[DATA LISTING Boundary: Start]
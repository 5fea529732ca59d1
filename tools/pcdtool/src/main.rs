//! Platform PCD preprocessing driver.
//!
//! Loads a platform description, builds the PCD memory database, and runs
//! one of the database consumers: a consistency check, the diagnostic dump,
//! the PEI/DXE partition report, or AutoGen generation.
//!
//! Pipeline: locate pcd.toml → load platform description → preprocess →
//!           run subcommand.

mod autogen;
mod cli;
mod config;

use std::path::Path;

use anyhow::{Context, Result, bail};
use clap::Parser;
use pcd_core::verbose::{self, Timer};
use pcd_core::{
    AutogenTarget, MemoryDatabase, PreprocessSummary, Token, dprintln,
    init_pcd_memory_db_with_platform_info,
};

fn main() -> Result<()> {
    let cli = cli::Cli::parse();
    verbose::init(cli.quiet, cli.verbose);

    match cli.command {
        cli::Command::Check => cmd_check(&cli),
        cli::Command::Dump(ref args) => cmd_dump(&cli, args),
        cli::Command::Partition => cmd_partition(&cli),
        cli::Command::Modules => cmd_modules(&cli),
        cli::Command::Autogen(ref args) => cmd_autogen(&cli, args),
    }
}

// ===========================================================================
// Database loading
// ===========================================================================

/// Resolve configuration, load the platform and preprocess it.
fn load_database(cli: &cli::Cli) -> Result<(config::Config, MemoryDatabase, PreprocessSummary)> {
    let config = config::Config::load(cli)?;
    if verbose::is_verbose() {
        config::print_resolved(&config);
    }

    dprintln!("Loading {}...", config.platform.display());
    let platform = {
        let _t = Timer::start("platform load");
        config::load_platform(&config.platform)?
    };

    let mut db = MemoryDatabase::new();
    let summary = init_pcd_memory_db_with_platform_info(&mut db, &platform, config.error_policy)
        .with_context(|| format!("PCD preprocessing of {} failed", config.platform.display()))?;
    Ok((config, db, summary))
}

/// Tokens sorted by primary key, for stable output.
fn sorted_tokens(db: &MemoryDatabase) -> Vec<&Token> {
    let mut tokens = db.record_array();
    tokens.sort_by_key(|t| t.primary_key());
    tokens
}

fn create_parent_dir(path: &Path) -> Result<()> {
    if let Some(parent) = path.parent().filter(|p| !p.as_os_str().is_empty()) {
        std::fs::create_dir_all(parent)
            .with_context(|| format!("Failed to create {}", parent.display()))?;
    }
    Ok(())
}

// ===========================================================================
// Commands
// ===========================================================================

/// Preprocess and report.
fn cmd_check(cli: &cli::Cli) -> Result<()> {
    let (_config, _db, summary) = load_database(cli)?;
    println!(
        "PCD check passed: {} token(s) from {} module(s), {} usage(s)",
        summary.tokens, summary.modules, summary.usages
    );
    if summary.unreferenced_dynamic_ex > 0 {
        println!(
            "  {} DYNAMIC_EX PCD(s) declared without any module reference",
            summary.unreferenced_dynamic_ex
        );
    }
    Ok(())
}

/// Write the text dump, or JSON with `--json`.
fn cmd_dump(cli: &cli::Cli, args: &cli::DumpArgs) -> Result<()> {
    let (config, db, _summary) = load_database(cli)?;

    if args.json {
        let json = serde_json::to_string_pretty(&sorted_tokens(&db))
            .context("Failed to serialize the PCD database")?;
        match &args.output {
            Some(path) => {
                create_parent_dir(path)?;
                std::fs::write(path, json + "\n")
                    .with_context(|| format!("Failed to write {}", path.display()))?;
                println!("Wrote JSON dump of {} token(s) to {}", db.len(), path.display());
            }
            None => println!("{json}"),
        }
        return Ok(());
    }

    let path = args.output.as_deref().unwrap_or(config.dump_file.as_path());
    create_parent_dir(path)?;
    db.dump_all_records(path);
    dprintln!("Dumped {} token(s) to {}", db.len(), path.display());
    Ok(())
}

/// Print the PEI and DXE dynamic PCD databases.
fn cmd_partition(cli: &cli::Cli) -> Result<()> {
    let (_config, db, _summary) = load_database(cli)?;
    let (pei, dxe) = db.two_phase_dynamic_record_array();

    for (label, tokens) in [("PEI", &pei), ("DXE", &dxe)] {
        println!("{label} PCD database ({} token(s)):", tokens.len());
        for token in tokens {
            let local = token
                .local_token_number
                .map_or_else(|| "-".to_string(), |n| n.to_string());
            println!(
                "  [{local:>3}] {:<40} {:<10} {:<7} token {:#x}",
                token.cname, token.pcd_type, token.datum_type, token.token_number
            );
        }
    }
    Ok(())
}

/// List every module that uses a PCD.
fn cmd_modules(cli: &cli::Cli) -> Result<()> {
    let (_config, db, _summary) = load_database(cli)?;
    for name in db.all_module_names() {
        let count = db.usage_instances_by_module_name(&name).len();
        println!("{name} ({count} PCD(s))");
    }
    Ok(())
}

/// Generate AutoGen.h / AutoGen.c PCD sections.
fn cmd_autogen(cli: &cli::Cli, args: &cli::AutogenArgs) -> Result<()> {
    let (config, db, _summary) = load_database(cli)?;

    let target = if args.library {
        AutogenTarget::Library
    } else {
        AutogenTarget::Module
    };
    let modules = match (&args.module, args.all) {
        (_, true) => db.all_module_names(),
        (Some(name), false) => vec![name.clone()],
        (None, false) => bail!("pass --module NAME or --all"),
    };
    let out_dir = args
        .out_dir
        .clone()
        .unwrap_or_else(|| config.output_dir.join("autogen"));

    let _t = Timer::start("autogen");
    for name in &modules {
        let generated = autogen::render_module(&db, name, target)?;
        let dir = autogen::write_module(&out_dir, &generated)?;
        dprintln!("  {}: {} PCD(s) -> {}", generated.module, generated.pcd_count, dir.display());
    }
    println!("Generated PCD autogen for {} module(s) in {}", modules.len(), out_dir.display());
    Ok(())
}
[DATA LISTING Boundary: End]
WHAT IS REQUIRED
Looking back over the data above, restate word for word the lines that begin at the line with "let local = token" and end at the line with "fn cmd_modules(cli: &cli::Cli)", inclusive.

SOLUTION TO THIS TASK
            let local = token
                .local_token_number
                .map_or_else(|| "-".to_string(), |n| n.to_string());
            println!(
                "  [{local:>3}] {:<40} {:<10} {:<7} token {:#x}",
                token.cname, token.pcd_type, token.datum_type, token.token_number
            );
        }
    }
    Ok(())
}

/// List every module that uses a PCD.
fn cmd_modules(cli: &cli::Cli) -> Result<()> {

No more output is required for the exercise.